The A-Z of programming languages: Erlang

Computerworld of Australia is undertaking a series of investigations into the most widely used programming languages. Previously we have spoken to Larry Wall, creator of the Perl programming language, Don Syme, senior researcher at Microsoft Research Cambridge, who developed F#, Simon Peyton-Jones on the development of Haskell, Alfred v. Aho of AWK fame, S. Tucker Taft on the Ada 1995 and 2005 revisions, Microsoft about its server-side script engine ASP, Chet Ramey about his experiences maintaining Bash, Bjarne Stroustrup of C++ fame, and Charles H. Moore about the design and development of Forth.

We've also had a chat with the irreverent Don Woods about the development and uses of INTERCAL, as well as Stephen C. Johnson on YACC, Steve Bourne on Bourne shell, Falcon creator Giancarlo Niccolai, Luca Cardelli on Modula-3, Walter Bright on D, Brendan Eich on JavaScript, Anders Hejlsberg on C#, Guido van Rossum on Python and Prof. Roberto Ierusalimschy on Lua. We most recently spoke to Tcl creator John Ousterhout.

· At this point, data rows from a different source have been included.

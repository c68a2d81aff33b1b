//! The object registry.
//!
//! Maps short string ids to live host objects. The registry owns a
//! strong reference to every binding; the peer owns the lifetime and
//! releases ids explicitly through the memory command.

use std::sync::atomic::{AtomicU64, Ordering};

use ahash::AHashMap;
use parking_lot::RwLock;

use crate::objects::ObjectRef;

/// Prefix of every issued instance id.
pub const INSTANCE_PREFIX: &str = "o";

#[derive(Default)]
pub struct ObjectRegistry {
    bindings: RwLock<AHashMap<String, ObjectRef>>,
    next_id: AtomicU64,
}

impl ObjectRegistry {
    /// Allocates the next id and binds the object under it. Ids are
    /// strictly monotonic per process and never reused.
    pub fn put_new(&self, object: ObjectRef) -> String {
        let id = format!(
            "{}{}",
            INSTANCE_PREFIX,
            self.next_id.fetch_add(1, Ordering::Relaxed)
        );

        self.bindings.write().insert(id.clone(), object);
        id
    }

    /// Binds or replaces, returning the previous binding if any.
    pub fn put(&self, id: impl Into<String>, object: ObjectRef) -> Option<ObjectRef> {
        self.bindings.write().insert(id.into(), object)
    }

    /// Constant-time lookup. Static ids are resolved on demand elsewhere
    /// and never hit the bindings map.
    pub fn get(&self, id: &str) -> Option<ObjectRef> {
        if codec::is_static_id(id) {
            return None;
        }

        self.bindings.read().get(id).cloned()
    }

    /// Removing an unknown id is a silent no-op.
    pub fn delete(&self, id: &str) {
        self.bindings.write().remove(id);
    }

    pub fn clear(&self) {
        self.bindings.write().clear();
    }

    pub fn len(&self) -> usize {
        self.bindings.read().len()
    }

    pub fn is_empty(&self) -> bool {
        self.bindings.read().is_empty()
    }
}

In this interview Erlang creator Joe Armstrong, took some time to tell Computerworld about Erlang's development over the past 20 years, and what's in store for the language in the future.

If you wish to submit any suggestions for programming languages or language authors you would like to see covered, please e-mail kathryn@computerworld.com.au

What's behind the name Erlang? Either it's short for "Ericsson Language" or it's named after the Danish mathematician Agner Krarup Erlang. We have never revealed which of these is true, so you'll have to keep guessing!

What prompted its creation? It was an accident. There was never a project "to create a new programming language." There was an Ericsson research project "to find better ways of programming telephony applications," and Erlang was the result.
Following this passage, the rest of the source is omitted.